Forse dopo la richiesta balneare dei superpoteri vuole darsi un tocco di nerditudine alla Clark Kent o alla Giorgetti. Ma a noi non serve il Pulitzer per vedere che, sotto gli occhiali, c’è sempre lui
(Guido Vitiello – ilfoglio.it) – Dopo l’intermezzo delle regionali in Emilia-Romagna, quando sfoggiava una giacchetta lisa e un dolcevita da professore del Dams, Matteo Salvini è passato agli occhiali da pentapartito. Perché gli anni passano per tutti, dice lui. Ma è fin troppo chiaro che non si tratta solo di questo. Gli anni erano già passati da un pezzo per Dwight Eisenhower quando il suo comitato elettorale ingaggiò il pubblicitario Rosser Reeves in vista delle presidenziali del 1952. Tra i vari accorgimenti d’immagine, Reeves chiese al riluttante sessantaduenne Eisenhower di sbarazzarsi degli occhiali, salvo poi compensare le diottrie perdute facendogli leggere dei cartelli scritti a lettere giganti. Senza quegli occhiali da secchione, secondo Reeves, Eisenhower veniva molto meglio in tv, aveva un aspetto più forte, più carismatico, più autorevole. Chissà che il pubblicitario non avesse in mente l’esempio di Superman, a cui bastava un grosso paio di occhiali da vista, e niente più, per trasformarsi di colpo in Clark Kent, giornalista timido e impacciato. Generazioni di lettori di fumetti hanno riso della dabbenaggine della sua collega e morosa Lois Lane, reporter così scaltra da conquistare il Pulitzer, ma così tonta da non accorgersi che Superman era semplicemente Clark Kent senza occhiali. Forse Salvini, dopo la richiesta balneare dei superpoteri, vuole darsi un tocco di nerditudine alla Clark Kent o alla Giorgetti. Ma a noi non serve il Pulitzer per vedere che, sotto gli occhiali, c’è sempre Salvini.

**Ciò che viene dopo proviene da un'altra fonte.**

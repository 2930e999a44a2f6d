use reqwest::StatusCode;
use thiserror::Error;

/// Errors that can be returned while fetching jokes.
///
/// None of these are retried by the client.
#[derive(Debug, Error)]
pub enum Error {
    /// An argument was rejected before any request was made.
    #[error("invalid argument: {0}")]
    InvalidArgument(String),

    /// The request could not be built, usually because of a malformed URL.
    #[error("failed to create request: {0}")]
    Request(#[source] reqwest::Error),

    /// The request could not be sent or its body could not be read.
    #[error("failed to fetch joke: {0}")]
    Transport(#[source] reqwest::Error),

    /// The provider answered with a non-2xx status.
    #[error("provider returned status code: {0}")]
    UnexpectedStatus(StatusCode),

    /// The response body was not the expected JSON.
    #[error("failed to decode response: {0}")]
    Decode(#[from] serde_json::Error),
}
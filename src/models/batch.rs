use serde::{Deserialize, Serialize};

use crate::joke::Joke;

/// An ordered list of [`Joke`]s returned by a single batch request.
///
/// Dereferences to `Vec<Joke>`.
#[derive(Debug, Clone, PartialEq, Eq, Serialize, Deserialize)]
#[serde(transparent)]
pub struct Batch {
    jokes: Vec<Joke>,
}

impl Batch {
    /// Unwraps the batch into its jokes.
    pub fn into_inner(self) -> Vec<Joke> {
        self.jokes
    }
}

impl std::ops::Deref for Batch {
    type Target = Vec<Joke>;

    fn deref(&self) -> &Self::Target {
        &self.jokes
    }
}

impl IntoIterator for Batch {
    type Item = Joke;
    type IntoIter = std::vec::IntoIter<Joke>;

    fn into_iter(self) -> Self::IntoIter {
        self.jokes.into_iter()
    }
}

impl<'a> IntoIterator for &'a Batch {
    type Item = &'a Joke;
    type IntoIter = std::slice::Iter<'a, Joke>;

    fn into_iter(self) -> Self::IntoIter {
        self.jokes.iter()
    }
}

#[cfg(test)]
mod tests {
    use super::*;

    #[test]
    fn decodes_from_a_json_array_in_order() {
        let batch: Batch = serde_json::from_str(
            r#"[
                {"id": 3, "type": "general", "setup": "s3", "punchline": "p3"},
                {"id": 1, "type": "programming", "setup": "s1", "punchline": "p1"}
            ]"#,
        )
        .unwrap();

        let ids: Vec<u32> = batch.iter().map(Joke::id).collect();
        assert_eq!(ids, [3, 1]);
        assert_eq!(batch.into_inner().len(), 2);
    }

    #[test]
    fn single_object_is_not_a_batch() {
        let res = serde_json::from_str::<Batch>(
            r#"{"id": 3, "type": "general", "setup": "s", "punchline": "p"}"#,
        );
        assert!(res.is_err());
    }
}
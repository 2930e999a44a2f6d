use std::time::Duration;

/// Base URL of the Official Joke API.
pub const DEFAULT_BASE_URL: &str = "https://official-joke-api.appspot.com";

/// Time allowed for a single request, from dispatch to the last body byte.
pub const DEFAULT_TIMEOUT: Duration = Duration::from_secs(10);

/// `User-Agent` sent with every request.
pub const USER_AGENT: &str = "JokegenClient/1.0";

/// Upper bound the provider places on a single batch request.
pub const MAX_BATCH_SIZE: u8 = 10;

/// Settings a [`Client`] is built from.
///
/// The defaults point at the public provider; overriding the base URL is
/// mostly useful for talking to a mock server.
///
/// ```rust
/// use std::time::Duration;
/// use jokegen::Config;
///
/// let config = Config::default()
///     .with_base_url("http://localhost:8080/")
///     .with_timeout(Duration::from_secs(2));
///
/// assert_eq!(config.base_url(), "http://localhost:8080");
/// ```
///
/// [`Client`]: crate::Client
#[derive(Debug, Clone, PartialEq, Eq)]
pub struct Config {
    base_url: String,
    timeout: Duration,
    user_agent: String,
}

impl Config {
    /// Replaces the base URL. A trailing `/` is dropped.
    #[must_use]
    pub fn with_base_url(mut self, base_url: impl Into<String>) -> Self {
        let base_url = base_url.into();
        self.base_url = base_url.trim_end_matches('/').to_string();
        self
    }

    /// Replaces the per-request timeout.
    #[must_use]
    pub fn with_timeout(mut self, timeout: Duration) -> Self {
        self.timeout = timeout;
        self
    }

    /// Replaces the `User-Agent` header value.
    #[must_use]
    pub fn with_user_agent(mut self, user_agent: impl Into<String>) -> Self {
        self.user_agent = user_agent.into();
        self
    }

    /// Returns the base URL every endpoint is joined onto.
    pub fn base_url(&self) -> &str {
        &self.base_url
    }

    /// Returns the per-request timeout.
    pub fn timeout(&self) -> Duration {
        self.timeout
    }

    /// Returns the `User-Agent` header value.
    pub fn user_agent(&self) -> &str {
        &self.user_agent
    }
}

impl Default for Config {
    fn default() -> Self {
        Self {
            base_url: DEFAULT_BASE_URL.to_string(),
            timeout: DEFAULT_TIMEOUT,
            user_agent: USER_AGENT.to_string(),
        }
    }
}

Categorie:Cronaca, Interno, Matteo Salvini, Politica
Ahi… ahi… ahi! Perfino Il Foglio s’è messo a perculare il Capitone irridendo alla sua ultima trasformazione
da Superman a Klark Kent.
“Dietro gli occhiali… niente!” verrebbe da dire storpiando il titolo di un noto film di Carlo Vanzina, ma visto che
persino i suoi vecchi sponsor stanno pian piano prendendo le distanze da lui, invece che di austeri occhiali
forse al nostro eroe farebbe più comodo un salvagente, una paperella gonfiabile, un relitto qualsiasi a cui potersi attaccare quando, tra non molto, i suoi lo butteranno a mare senza troppi complimenti.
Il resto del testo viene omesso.